### YOUR OBJECTIVE
Each line below is to be set down again exactly.

### DATASET EXCERPTS
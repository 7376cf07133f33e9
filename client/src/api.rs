use reqwest::{Response, StatusCode};
use thiserror::Error;
use tracing::debug;
use url::Url;

use tombola_protocol::{
    ClaimBingoRequest, CreateRoomRequest, DrawNumberRequest, DrawNumberResponse, JoinRoomRequest,
    ParticipantId, Room, RoomCode, ServerErrorBody, StartGameRequest, StartGameResponse,
};

/// Failures of request/response traffic with the game server. All of them
/// are local: the caller shows a notice (or redirects on `NotFound`) and
/// prior state stays untouched.
#[derive(Debug, Error)]
pub enum ApiError {
    #[error("room not found")]
    NotFound,
    #[error("{0}")]
    Validation(String),
    #[error("server rejected request ({status}): {message}")]
    Server { status: StatusCode, message: String },
    #[error("request failed: {0}")]
    Network(#[from] reqwest::Error),
}

/// Request/response client for the authoritative game server.
#[derive(Clone)]
pub struct ApiClient {
    base: Url,
    http: reqwest::Client,
}

impl ApiClient {
    pub fn new(base: Url) -> Self {
        ApiClient {
            base,
            http: reqwest::Client::new(),
        }
    }

    pub fn base_url(&self) -> &Url {
        &self.base
    }

    /// The event-channel endpoint that pairs with this server.
    pub fn websocket_url(&self) -> Result<Url, ApiError> {
        let mut url = self.endpoint("ws")?;
        let scheme = if url.scheme() == "https" { "wss" } else { "ws" };
        url.set_scheme(scheme).map_err(|_| {
            ApiError::Validation(format!("cannot derive a ws endpoint from {}", self.base))
        })?;
        Ok(url)
    }

    fn endpoint(&self, path: &str) -> Result<Url, ApiError> {
        self.base
            .join(path)
            .map_err(|err| ApiError::Validation(format!("bad endpoint {path}: {err}")))
    }

    /// Fetches the authoritative room snapshot. `NotFound` means the code is
    /// unknown; callers redirect into the join flow instead of retrying.
    pub async fn fetch_room(&self, code: &RoomCode) -> Result<Room, ApiError> {
        let url = self.endpoint(&format!("rooms/{code}"))?;
        let response = self.http.get(url).send().await?;
        let response = check(response).await?;
        Ok(response.json().await?)
    }

    pub async fn create_room(&self, request: &CreateRoomRequest) -> Result<Room, ApiError> {
        request.validate().map_err(ApiError::Validation)?;
        let url = self.endpoint("rooms")?;
        let response = self.http.post(url).json(request).send().await?;
        let response = check(response).await?;
        Ok(response.json().await?)
    }

    pub async fn join_room(&self, request: &JoinRoomRequest) -> Result<(), ApiError> {
        if request.nickname.trim().is_empty() {
            return Err(ApiError::Validation(
                "nickname must not be empty".to_string(),
            ));
        }
        let url = self.endpoint("rooms/join")?;
        let response = self.http.post(url).json(request).send().await?;
        check(response).await?;
        Ok(())
    }

    pub async fn start_game(
        &self,
        code: &RoomCode,
        host_id: &ParticipantId,
    ) -> Result<StartGameResponse, ApiError> {
        let url = self.endpoint(&format!("rooms/{code}/start"))?;
        let body = StartGameRequest {
            host_id: host_id.clone(),
        };
        let response = self.http.post(url).json(&body).send().await?;
        let response = check(response).await?;
        Ok(response.json().await?)
    }

    pub async fn draw_number(
        &self,
        code: &RoomCode,
        host_id: &ParticipantId,
    ) -> Result<DrawNumberResponse, ApiError> {
        let url = self.endpoint(&format!("game/{code}/draw"))?;
        let body = DrawNumberRequest {
            host_id: host_id.clone(),
        };
        let response = self.http.post(url).json(&body).send().await?;
        let response = check(response).await?;
        let drawn: DrawNumberResponse = response.json().await?;
        debug!(room = %code, number = drawn.number, "number drawn");
        Ok(drawn)
    }

    /// Submits a bingo claim. The verdict arrives over the event channel
    /// (`bingo-validated` / `bingo-invalid`), not in this response.
    pub async fn claim_bingo(
        &self,
        code: &RoomCode,
        card_id: &str,
        visitor_id: &ParticipantId,
    ) -> Result<(), ApiError> {
        let url = self.endpoint(&format!("game/{code}/validate-bingo"))?;
        let body = ClaimBingoRequest {
            card_id: card_id.to_string(),
            visitor_id: visitor_id.clone(),
        };
        let response = self.http.post(url).json(&body).send().await?;
        check(response).await?;
        Ok(())
    }
}

async fn check(response: Response) -> Result<Response, ApiError> {
    let status = response.status();
    if status.is_success() {
        return Ok(response);
    }
    if status == StatusCode::NOT_FOUND {
        return Err(ApiError::NotFound);
    }
    let message = response
        .json::<ServerErrorBody>()
        .await
        .ok()
        .and_then(|body| body.message)
        .unwrap_or_else(|| status.to_string());
    Err(ApiError::Server { status, message })
}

### YOUR RESPONSE
repository 7376cf07133f33e9
filename client/src/api.rs
use reqwest::{Response, StatusCode};
use thiserror::Error;
use tracing::debug;
use url::Url;

use tombola_protocol::{
    ClaimBingoRequest, CreateRoomRequest, DrawNumberRequest, DrawNumberResponse, JoinRoomRequest,
    ParticipantId, Room, RoomCode, ServerErrorBody, StartGameRequest, StartGameResponse,
};

/// Failures of request/response traffic with the game server. All of them
/// are local: the caller shows a notice (or redirects on `NotFound`) and
/// prior state stays untouched.
#[derive(Debug, Error)]
pub enum ApiError {
    #[error("room not found")]
    NotFound,
    #[error("{0}")]
    Validation(String),
    #[error("server rejected request ({status}): {message}")]
    Server { status: StatusCode, message: String },
    #[error("request failed: {0}")]
    Network(#[from] reqwest::Error),
}

/// Request/response client for the authoritative game server.
#[derive(Clone)]
pub struct ApiClient {
    base: Url,
    http: reqwest::Client,
}

impl ApiClient {
    pub fn new(base: Url) -> Self {
        ApiClient {
            base,
            http: reqwest::Client::new(),
        }
    }

    pub fn base_url(&self) -> &Url {
        &self.base
    }

    /// The event-channel endpoint that pairs with this server.
    pub fn websocket_url(&self) -> Result<Url, ApiError> {
        let mut url = self.endpoint("ws")?;
        let scheme = if url.scheme() == "https" { "wss" } else { "ws" };
        url.set_scheme(scheme).map_err(|_| {
            ApiError::Validation(format!("cannot derive a ws endpoint from {}", self.base))
        })?;
        Ok(url)
    }

    fn endpoint(&self, path: &str) -> Result<Url, ApiError> {
        self.base
            .join(path)
            .map_err(|err| ApiError::Validation(format!("bad endpoint {path}: {err}")))
    }

    /// Fetches the authoritative room snapshot. `NotFound` means the code is
    /// unknown; callers redirect into the join flow instead of retrying.
    pub async fn fetch_room(&self, code: &RoomCode) -> Result<Room, ApiError> {
        let url = self.endpoint(&format!("rooms/{code}"))?;
        let response = self.http.get(url).send().await?;
        let response = check(response).await?;
        Ok(response.json().await?)
    }

    pub async fn create_room(&self, request: &CreateRoomRequest) -> Result<Room, ApiError> {
        request.validate().map_err(ApiError::Validation)?;
        let url = self.endpoint("rooms")?;
        let response = self.http.post(url).json(request).send().await?;
        let response = check(response).await?;
        Ok(response.json().await?)
    }

    pub async fn join_room(&self, request: &JoinRoomRequest) -> Result<(), ApiError> {
        if request.nickname.trim().is_empty() {
            return Err(ApiError::Validation(
                "nickname must not be empty".to_string(),
            ));
        }
        let url = self.endpoint("rooms/join")?;
        let response = self.http.post(url).json(request).send().await?;
        check(response).await?;
        Ok(())
    }

    pub async fn start_game(
        &self,
        code: &RoomCode,
        host_id: &ParticipantId,
    ) -> Result<StartGameResponse, ApiError> {
        let url = self.endpoint(&format!("rooms/{code}/start"))?;
        let body = StartGameRequest {
            host_id: host_id.clone(),
        };
        let response = self.http.post(url).json(&body).send().await?;
        let response = check(response).await?;
        Ok(response.json().await?)
    }

    pub async fn draw_number(
        &self,
        code: &RoomCode,
        host_id: &ParticipantId,
    ) -> Result<DrawNumberResponse, ApiError> {
        let url = self.endpoint(&format!("game/{code}/draw"))?;
        let body = DrawNumberRequest {
            host_id: host_id.clone(),
        };
        let response = self.http.post(url).json(&body).send().await?;
        let response = check(response).await?;
        let drawn: DrawNumberResponse = response.json().await?;
        debug!(room = %code, number = drawn.number, "number drawn");
        Ok(drawn)
    }

    /// Submits a bingo claim. The verdict arrives over the event channel
    /// (`bingo-validated` / `bingo-invalid`), not in this response.
    pub async fn claim_bingo(
        &self,
        code: &RoomCode,
        card_id: &str,
        visitor_id: &ParticipantId,
    ) -> Result<(), ApiError> {
        let url = self.endpoint(&format!("game/{code}/validate-bingo"))?;
        let body = ClaimBingoRequest {
            card_id: card_id.to_string(),
            visitor_id: visitor_id.clone(),
        };
        let response = self.http.post(url).json(&body).send().await?;
        check(response).await?;
        Ok(())
    }
}

async fn check(response: Response) -> Result<Response, ApiError> {
    let status = response.status();
    if status.is_success() {
        return Ok(response);
    }
    if status == StatusCode::NOT_FOUND {
        return Err(ApiError::NotFound);
    }
    let message = response
        .json::<ServerErrorBody>()
        .await
        .ok()
        .and_then(|body| body.message)
        .unwrap_or_else(|| status.to_string());
    Err(ApiError::Server { status, message })
}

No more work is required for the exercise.